-------- DATA TO USE --------

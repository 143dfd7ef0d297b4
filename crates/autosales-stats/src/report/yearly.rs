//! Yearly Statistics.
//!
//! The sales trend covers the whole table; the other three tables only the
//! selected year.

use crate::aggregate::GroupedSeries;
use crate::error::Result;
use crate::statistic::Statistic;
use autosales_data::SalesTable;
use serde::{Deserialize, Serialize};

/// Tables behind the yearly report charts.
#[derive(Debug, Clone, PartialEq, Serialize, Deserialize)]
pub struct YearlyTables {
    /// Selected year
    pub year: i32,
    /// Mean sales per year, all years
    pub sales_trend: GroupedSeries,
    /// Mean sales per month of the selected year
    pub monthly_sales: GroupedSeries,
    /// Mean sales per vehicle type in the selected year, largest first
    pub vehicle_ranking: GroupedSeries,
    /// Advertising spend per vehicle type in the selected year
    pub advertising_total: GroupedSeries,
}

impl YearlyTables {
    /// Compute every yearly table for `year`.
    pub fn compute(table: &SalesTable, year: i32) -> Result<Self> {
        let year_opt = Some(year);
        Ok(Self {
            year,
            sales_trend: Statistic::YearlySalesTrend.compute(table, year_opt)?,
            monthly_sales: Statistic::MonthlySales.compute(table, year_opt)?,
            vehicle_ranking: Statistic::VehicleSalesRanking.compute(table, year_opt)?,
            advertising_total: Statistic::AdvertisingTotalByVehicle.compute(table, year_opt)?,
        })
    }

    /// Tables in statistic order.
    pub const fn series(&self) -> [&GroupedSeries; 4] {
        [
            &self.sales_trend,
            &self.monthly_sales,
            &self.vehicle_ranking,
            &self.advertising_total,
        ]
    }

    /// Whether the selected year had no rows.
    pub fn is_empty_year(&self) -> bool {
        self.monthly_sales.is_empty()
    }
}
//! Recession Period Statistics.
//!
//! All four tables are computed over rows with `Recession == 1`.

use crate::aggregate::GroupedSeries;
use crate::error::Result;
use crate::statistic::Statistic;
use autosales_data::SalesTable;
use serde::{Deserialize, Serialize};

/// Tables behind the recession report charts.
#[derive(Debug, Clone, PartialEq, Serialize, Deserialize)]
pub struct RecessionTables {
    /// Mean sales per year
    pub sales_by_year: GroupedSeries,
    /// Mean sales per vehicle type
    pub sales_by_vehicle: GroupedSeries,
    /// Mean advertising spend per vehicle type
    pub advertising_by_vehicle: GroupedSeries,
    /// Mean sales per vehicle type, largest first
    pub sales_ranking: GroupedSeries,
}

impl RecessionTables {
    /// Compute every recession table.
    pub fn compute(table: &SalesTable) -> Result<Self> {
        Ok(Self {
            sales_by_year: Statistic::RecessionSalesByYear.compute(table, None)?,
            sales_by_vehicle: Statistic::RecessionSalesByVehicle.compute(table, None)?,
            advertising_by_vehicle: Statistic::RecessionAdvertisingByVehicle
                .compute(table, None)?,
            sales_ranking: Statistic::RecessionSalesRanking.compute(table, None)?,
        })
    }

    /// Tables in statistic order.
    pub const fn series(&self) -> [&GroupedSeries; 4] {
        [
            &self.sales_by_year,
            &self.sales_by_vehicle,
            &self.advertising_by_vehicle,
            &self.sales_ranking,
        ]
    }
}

--------
-------- DATA TO USE --------

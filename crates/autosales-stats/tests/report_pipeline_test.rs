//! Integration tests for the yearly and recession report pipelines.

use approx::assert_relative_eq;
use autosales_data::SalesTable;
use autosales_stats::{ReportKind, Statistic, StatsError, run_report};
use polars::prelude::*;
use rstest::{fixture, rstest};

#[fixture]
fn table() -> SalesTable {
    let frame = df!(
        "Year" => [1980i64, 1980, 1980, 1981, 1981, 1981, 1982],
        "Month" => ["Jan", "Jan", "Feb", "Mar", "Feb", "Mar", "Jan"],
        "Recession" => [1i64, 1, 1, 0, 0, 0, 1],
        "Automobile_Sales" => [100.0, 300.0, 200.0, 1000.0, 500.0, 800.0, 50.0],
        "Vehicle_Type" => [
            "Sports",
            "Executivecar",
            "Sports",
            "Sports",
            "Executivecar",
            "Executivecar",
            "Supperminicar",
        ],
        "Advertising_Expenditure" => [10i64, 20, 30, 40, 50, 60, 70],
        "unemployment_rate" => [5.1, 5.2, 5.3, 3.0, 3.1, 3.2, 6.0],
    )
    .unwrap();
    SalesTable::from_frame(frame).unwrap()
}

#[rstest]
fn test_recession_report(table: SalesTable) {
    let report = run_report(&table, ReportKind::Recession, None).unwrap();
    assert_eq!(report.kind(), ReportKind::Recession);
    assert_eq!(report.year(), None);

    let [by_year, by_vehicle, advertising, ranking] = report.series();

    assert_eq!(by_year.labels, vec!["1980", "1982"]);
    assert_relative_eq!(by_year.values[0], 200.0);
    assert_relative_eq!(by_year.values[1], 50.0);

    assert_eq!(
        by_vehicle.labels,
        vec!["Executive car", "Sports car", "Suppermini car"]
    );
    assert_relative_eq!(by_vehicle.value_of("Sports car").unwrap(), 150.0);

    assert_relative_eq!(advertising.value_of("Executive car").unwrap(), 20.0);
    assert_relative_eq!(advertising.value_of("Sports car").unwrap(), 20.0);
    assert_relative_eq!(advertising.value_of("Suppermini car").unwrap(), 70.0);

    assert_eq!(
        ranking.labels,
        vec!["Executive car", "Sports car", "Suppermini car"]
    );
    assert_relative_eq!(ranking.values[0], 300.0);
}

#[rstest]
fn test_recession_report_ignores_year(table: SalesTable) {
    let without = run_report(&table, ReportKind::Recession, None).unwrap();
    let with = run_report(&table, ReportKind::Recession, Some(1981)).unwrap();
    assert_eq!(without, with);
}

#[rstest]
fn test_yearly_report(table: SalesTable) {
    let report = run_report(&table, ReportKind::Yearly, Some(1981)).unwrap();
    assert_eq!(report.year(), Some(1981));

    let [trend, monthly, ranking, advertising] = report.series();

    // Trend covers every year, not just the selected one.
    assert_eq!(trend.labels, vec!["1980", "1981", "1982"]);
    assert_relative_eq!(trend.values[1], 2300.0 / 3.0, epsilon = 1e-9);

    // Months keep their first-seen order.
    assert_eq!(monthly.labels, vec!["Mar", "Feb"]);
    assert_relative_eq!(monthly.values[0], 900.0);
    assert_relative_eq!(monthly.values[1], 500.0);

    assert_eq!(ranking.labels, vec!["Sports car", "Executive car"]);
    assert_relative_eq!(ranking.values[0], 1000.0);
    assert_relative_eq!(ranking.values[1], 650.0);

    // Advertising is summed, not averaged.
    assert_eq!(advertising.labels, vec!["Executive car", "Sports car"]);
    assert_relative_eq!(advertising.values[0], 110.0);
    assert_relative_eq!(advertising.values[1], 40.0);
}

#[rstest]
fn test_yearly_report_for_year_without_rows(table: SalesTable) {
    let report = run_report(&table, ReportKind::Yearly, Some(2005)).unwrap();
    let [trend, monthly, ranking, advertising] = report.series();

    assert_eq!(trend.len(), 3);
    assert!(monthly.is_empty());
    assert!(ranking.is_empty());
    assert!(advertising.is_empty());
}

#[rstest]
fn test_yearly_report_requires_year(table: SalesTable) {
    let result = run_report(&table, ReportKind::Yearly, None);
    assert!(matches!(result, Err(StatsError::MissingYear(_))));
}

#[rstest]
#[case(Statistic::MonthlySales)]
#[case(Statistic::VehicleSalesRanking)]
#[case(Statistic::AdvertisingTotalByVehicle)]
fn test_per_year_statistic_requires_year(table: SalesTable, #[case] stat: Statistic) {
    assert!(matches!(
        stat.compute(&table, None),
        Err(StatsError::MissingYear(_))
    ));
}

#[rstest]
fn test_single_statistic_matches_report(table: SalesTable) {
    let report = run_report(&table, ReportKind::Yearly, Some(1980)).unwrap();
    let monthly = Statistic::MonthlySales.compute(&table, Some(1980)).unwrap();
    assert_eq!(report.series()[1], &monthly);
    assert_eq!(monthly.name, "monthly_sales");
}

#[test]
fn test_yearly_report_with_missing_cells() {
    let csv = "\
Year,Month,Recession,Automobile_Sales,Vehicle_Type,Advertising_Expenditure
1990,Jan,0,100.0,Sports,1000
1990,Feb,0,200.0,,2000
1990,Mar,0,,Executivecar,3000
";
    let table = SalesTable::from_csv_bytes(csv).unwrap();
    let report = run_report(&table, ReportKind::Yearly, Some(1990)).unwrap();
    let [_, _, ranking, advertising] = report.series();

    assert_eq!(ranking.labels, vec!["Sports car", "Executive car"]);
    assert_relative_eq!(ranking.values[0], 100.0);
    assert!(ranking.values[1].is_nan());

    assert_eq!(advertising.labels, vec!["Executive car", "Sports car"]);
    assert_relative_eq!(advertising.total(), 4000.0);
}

--------

(EXERCISE DETAILS) Could you retype exactly the lines above, starting at the line that contains "repository 143dfd7ef0d297b4" and ending at the line that contains "year, all years", and nothing more?

(EXPECTED ANSWER)
repository 143dfd7ef0d297b4
filename crates/autosales-stats/src/report/yearly.rs
//! Yearly Statistics.
//!
//! The sales trend covers the whole table; the other three tables only the
//! selected year.

use crate::aggregate::GroupedSeries;
use crate::error::Result;
use crate::statistic::Statistic;
use autosales_data::SalesTable;
use serde::{Deserialize, Serialize};

/// Tables behind the yearly report charts.
#[derive(Debug, Clone, PartialEq, Serialize, Deserialize)]
pub struct YearlyTables {
    /// Selected year
    pub year: i32,
    /// Mean sales per year, all years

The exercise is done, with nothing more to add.